In December of 1976, Stockwell resigned from the CIA, opposed to the methods & results of CIA paramilitary operations in the Third World & testified before Congressional committees. Two years later, he wrote the exposé 'In Search of Enemies', about that experience & its implications. He claimed the CIA was counterproductive to national security & that its secret wars afforded no benefit. The CIA made the Angolan MPLA to be an enemy despite the fact the MPLA wanted relations with the USA & hadn't committed aggressive acts.
In 1978, on TV's '60 Minutes', he claimed CIA Director William Colby & National Security Advisor Henry Kissinger had systematically lied to Congress about CIA operations. Stockwell was one of the 1st professionals to leave the CIA to go public. The CIA retaliated by suing him in the 4th District Court in Washington DC. Part of the suit intended to eliminate the possibility of selling the story for the purpose of making a movie & required future publications be submitted for CIA review.
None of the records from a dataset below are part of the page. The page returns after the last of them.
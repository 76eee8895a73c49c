use std::collections::BTreeSet;

use crate::domain::fingerprint::fingerprint_row;
use crate::domain::reconciliation::{FieldDifference, RowDifference};
use crate::domain::value::{comparable_text, CellValue, Row};
use crate::domain::value_objects::ExcludedColumns;

const FLOAT_TOLERANCE: f64 = 1e-10;
const IDENTIFIER_COLUMNS: usize = 3;

// ─── Field comparison ───

/// Equality used by the differ, checked in order:
/// NULL/NULL equal, one NULL unequal, text trimmed (case per flag),
/// numbers within `1e-10` across Int/Float, then structural equality.
pub fn values_equal(a: &CellValue, b: &CellValue, case_sensitive: bool) -> bool {
    match (a, b) {
        (CellValue::Null, CellValue::Null) => true,
        (CellValue::Null, _) | (_, CellValue::Null) => false,
        (CellValue::Text(x), CellValue::Text(y)) => {
            comparable_text(x, case_sensitive) == comparable_text(y, case_sensitive)
        }
        _ => match (a.as_f64(), b.as_f64()) {
            (Some(x), Some(y)) => (x - y).abs() < FLOAT_TOLERANCE,
            _ => a == b,
        },
    }
}

/// Compare two matched rows field by field over the union of their columns.
///
/// A column present on one side only compares as NULL on the other.
/// Reported values are the raw, untrimmed cells.
pub fn diff_rows(
    row_a: &Row,
    row_b: &Row,
    excluded: &ExcludedColumns,
    case_sensitive: bool,
) -> Vec<FieldDifference> {
    let columns: BTreeSet<&String> = row_a.keys().chain(row_b.keys()).collect();

    columns
        .into_iter()
        .filter(|col| !excluded.contains(col))
        .filter_map(|col| {
            let a = row_a.get(col).unwrap_or(&CellValue::Null);
            let b = row_b.get(col).unwrap_or(&CellValue::Null);
            (!values_equal(a, b, case_sensitive)).then(|| FieldDifference {
                field_name: col.clone(),
                value_a: a.clone(),
                value_b: b.clone(),
            })
        })
        .collect()
}

/// Display label for a row: its first three non-excluded `col=value` pairs
/// in column-name order, e.g. `email=a@x.io|name=Ann`.
///
/// Falls back to `row_<fingerprint prefix>` when every column is excluded.
pub fn row_identifier(row: &Row, excluded: &ExcludedColumns) -> String {
    let mut pairs: Vec<(&String, &CellValue)> = row
        .iter()
        .filter(|(col, _)| !excluded.contains(col))
        .collect();
    pairs.sort_by(|a, b| a.0.cmp(b.0));

    if pairs.is_empty() {
        let fp = fingerprint_row(row, &ExcludedColumns::default(), true);
        return format!("row_{}", &fp.as_str()[..12]);
    }

    pairs
        .iter()
        .take(IDENTIFIER_COLUMNS)
        .map(|(col, value)| format!("{col}={value}"))
        .collect::<Vec<_>>()
        .join("|")
}

/// Diff every matched pair. Returns the differing rows and the number of
/// pairs without any difference.
pub fn diff_pairs(
    pairs: &[(&Row, &Row)],
    excluded: &ExcludedColumns,
    case_sensitive: bool,
) -> (Vec<RowDifference>, usize) {
    let mut differences = Vec::new();
    let mut identical = 0;

    for (a, b) in pairs {
        let fields = diff_rows(a, b, excluded, case_sensitive);
        if fields.is_empty() {
            identical += 1;
        } else {
            differences.push(RowDifference {
                row_identifier: row_identifier(a, excluded),
                differences: fields,
            });
        }
    }

    (differences, identical)
}

#[cfg(test)]
mod tests {
    use super::*;

    fn row(pairs: &[(&str, CellValue)]) -> Row {
        pairs
            .iter()
            .map(|(k, v)| (k.to_string(), v.clone()))
            .collect()
    }

    fn none() -> ExcludedColumns {
        ExcludedColumns::default()
    }

    // ── values_equal ──

    #[test]
    fn nulls() {
        assert!(values_equal(&CellValue::Null, &CellValue::Null, true));
        assert!(!values_equal(&CellValue::Null, &"".into(), true));
        assert!(!values_equal(&0.into(), &CellValue::Null, true));
    }

    #[test]
    fn text_is_trimmed_and_case_flag_applies() {
        assert!(values_equal(&" Ann ".into(), &"Ann".into(), true));
        assert!(!values_equal(&"ann".into(), &"Ann".into(), true));
        assert!(values_equal(&"ann".into(), &"Ann".into(), false));
    }

    #[test]
    fn numbers_compare_across_int_and_float() {
        assert!(values_equal(&CellValue::Int(3), &CellValue::Float(3.0), true));
        assert!(values_equal(&(0.1 + 0.2).into(), &0.3.into(), true));
        assert!(!values_equal(&CellValue::Float(1.0), &CellValue::Float(1.0001), true));
    }

    #[test]
    fn mixed_kinds_are_structural() {
        assert!(!values_equal(&CellValue::Int(1), &"1".into(), true));
        assert!(values_equal(&CellValue::Blob(vec![1, 2]), &CellValue::Blob(vec![1, 2]), true));
        assert!(!values_equal(&true.into(), &CellValue::Int(1), true));
    }

    // ── diff_rows ──

    #[test]
    fn reports_raw_values_of_differing_fields() {
        let a = row(&[("id", 1.into()), ("name", " John ".into())]);
        let b = row(&[("id", 1.into()), ("name", "John Updated".into())]);
        let diffs = diff_rows(&a, &b, &none(), true);
        assert_eq!(diffs.len(), 1);
        assert_eq!(diffs[0].field_name, "name");
        assert_eq!(diffs[0].value_a, CellValue::from(" John "));
        assert_eq!(diffs[0].value_b, CellValue::from("John Updated"));
    }

    #[test]
    fn missing_column_compares_as_null() {
        let a = row(&[("name", "x".into()), ("note", CellValue::Null)]);
        let b = row(&[("name", "x".into()), ("extra", 5.into())]);
        let diffs = diff_rows(&a, &b, &none(), true);
        assert_eq!(diffs.len(), 1);
        assert_eq!(diffs[0].field_name, "extra");
        assert!(diffs[0].value_a.is_null());
    }

    #[test]
    fn excluded_columns_are_skipped() {
        let a = row(&[("name", "x".into()), ("updated_at", "2024".into())]);
        let b = row(&[("name", "x".into()), ("updated_at", "2025".into())]);
        let excluded: ExcludedColumns = ["updated_at"].into_iter().collect();
        assert!(diff_rows(&a, &b, &excluded, true).is_empty());
    }

    // ── row_identifier ──

    #[test]
    fn identifier_uses_first_three_sorted_columns() {
        let r = row(&[
            ("zeta", 1.into()),
            ("name", "Ann".into()),
            ("email", "a@x.io".into()),
            ("age", 30.into()),
            ("id", 7.into()),
        ]);
        let excluded: ExcludedColumns = ["id"].into_iter().collect();
        assert_eq!(row_identifier(&r, &excluded), "age=30|email=a@x.io|name=Ann");
    }

    #[test]
    fn identifier_falls_back_to_content_hash() {
        let r = row(&[("id", 7.into())]);
        let excluded: ExcludedColumns = ["id"].into_iter().collect();
        let ident = row_identifier(&r, &excluded);
        assert!(ident.starts_with("row_"));
        assert_eq!(ident.len(), 16);
        assert_eq!(ident, row_identifier(&r, &excluded));
    }

    #[test]
    fn diff_pairs_counts_identical_pairs() {
        let a1 = row(&[("name", "x".into())]);
        let a2 = row(&[("name", "y".into())]);
        let b2 = row(&[("name", "z".into())]);
        let (diffs, identical) = diff_pairs(&[(&a1, &a1), (&a2, &b2)], &none(), true);
        assert_eq!(identical, 1);
        assert_eq!(diffs.len(), 1);
        assert_eq!(diffs[0].row_identifier, "name=y");
    }
}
Unable to afford contesting the case, Stockwell filed for bankruptcy in Austin, TX. After the litigation was processed thru bankruptcy, the CIA dropped the suit. His book is useful for researchers & journalists interested in uncovering information about the conduct of US foreign policy in Africa & Asia. For example, the book tells of a CIA officer having Patrice Lumumba's body in his car trunk one night in then Elizabethville, Congo. Stockwell mentions in a footnote that at the time he didn't know the CIA was documented as having repeatedly tried to arrange Lumumba's assassination. His concerns were that, although many CIA colleagues had integrity, the organization harmed national security & its secret wars harmed innocents.